15. Encourage beneficial insects
One of the best gardening tricks is to encourage beneficial insects, they help with pollination, eat malicious insects, and predate on certain weed species. Mason bees, bumble bees, parasitic wasps, spiders, to name only a few, work together with you to keep your garden plants free of aphids, and caterpillars. For them to thrive, they need food, homes, and freedom from poisons. You can give them food by planting flowers and nectar sources. Don’t remove sources of weeds for them to lay their eggs. By not cleaning up your garden completely in the fall, you give them room to lay their eggs and ensure that they will show up again next year. I leave a riparian zone around the garden for this purpose. You can also add insect nesting sites to your garden space to encourage their breeding.
16. Get the slugs drunk
Don’t ignore slug damage. Deal with them as soon as you see one. Slugs have a two year lifespan and lay eggs in their second year. They are most active in the early morning and during the night. One slug can totally destroy may weeks of work. The beer cure will help you to rid your garden quickly of slugs. Place a shallow dish in a depression in your garden, pour a small amount of beer into the dish and go out twice a day and pick out the drunks and drown them in a bucket of soapy water. Ducks love slugs and if you have a few you get let them patrol your garden. But be aware that they may also eat your seedlings and munch at the leaves of lettuce and kale. We’ve had the best success by handpicking the slugs and feeding them to the ducks. None get away.
17. Cover plants to prevent insect damage
By covering your growing beds with a light row cover, plants can be protected from marauders like the cabbage butterfly, that lays her eggs on all Kole plants. The eggs hatch into cabbage caterpillars that decimate your crop. Carrot rust fly can be blocked out of your carrot plants in the same way. Gardening tricks to protect your harvest are better than using poisons to control plant predators.

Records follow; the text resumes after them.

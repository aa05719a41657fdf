mod params;
mod sicer;
mod sicer_df;
mod writers;

use anyhow::Result;
use clap::{ArgAction, Command, arg};

pub mod consts {
    pub const VERSION: &str = env!("CARGO_PKG_VERSION");
    pub const BIN_NAME: &str = "isle";
}

fn build_parser() -> Command {
    Command::new(consts::BIN_NAME)
        .bin_name(consts::BIN_NAME)
        .version(consts::VERSION)
        .author("Databio")
        .about("Identify enriched islands in ChIP-seq libraries and compare them between libraries.")
        .subcommand_required(true)
        .arg(
            arg!(-v --verbose "Log debug messages")
                .action(ArgAction::SetTrue)
                .global(true),
        )
        .subcommand(sicer::cli::create_sicer_cli())
        .subcommand(sicer_df::cli::create_sicer_df_cli())
}

fn main() -> Result<()> {
    let app = build_parser();
    let matches = app.get_matches();

    let level = if matches.get_flag("verbose") {
        "debug"
    } else {
        "info"
    };
    env_logger::Builder::from_env(env_logger::Env::default().default_filter_or(level)).init();

    match matches.subcommand() {
        //
        // SICER
        //
        Some((sicer::cli::SICER_CMD, matches)) => {
            sicer::handlers::run_sicer_cmd(matches)?;
        }

        //
        // SICER-DF
        //
        Some((sicer_df::cli::SICER_DF_CMD, matches)) => {
            sicer_df::handlers::run_sicer_df_cmd(matches)?;
        }

        _ => unreachable!("Subcommand not found"),
    };

    Ok(())
}

#[cfg(test)]
mod tests {
    use super::*;

    use pretty_assertions::assert_eq;
    use rstest::*;

    #[rstest]
    fn test_parser_is_consistent() {
        build_parser().debug_assert();
    }

    #[rstest]
    fn test_parse_sicer_df() {
        let matches = build_parser().get_matches_from([
            "isle",
            "sicer-df",
            "-t",
            "a.bed",
            "b.bed",
            "--chrom-sizes",
            "hg38.chrom.sizes",
            "-v",
        ]);
        assert!(matches.get_flag("verbose"));

        let (name, sub) = matches.subcommand().unwrap();
        assert_eq!(name, sicer_df::cli::SICER_DF_CMD);
        let treatments: Vec<&String> = sub.get_many::<String>("treatment").unwrap().collect();
        assert_eq!(treatments, vec!["a.bed", "b.bed"]);
        assert_eq!(sub.get_one::<String>("output-dir").unwrap(), ".");
    }

    #[rstest]
    fn test_sicer_requires_treatment() {
        let result = build_parser().try_get_matches_from(["isle", "sicer", "--chrom-sizes", "x"]);
        assert!(result.is_err());
    }
}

18. If you live in deer country, protect your garden from the critters with a high fence
You can extend the height of a 4 foot fence with rope and fence post extensions gathered from surrounding hedgerows. We weave binder twine from our hay bales, between fence posts extensions to extend the height of the fence to 6 feet and successfully keep out deer, who begin to look lustily at the garden in late September, when the broccoli is beginning to head and the surrounding fields are brown from late summer drought.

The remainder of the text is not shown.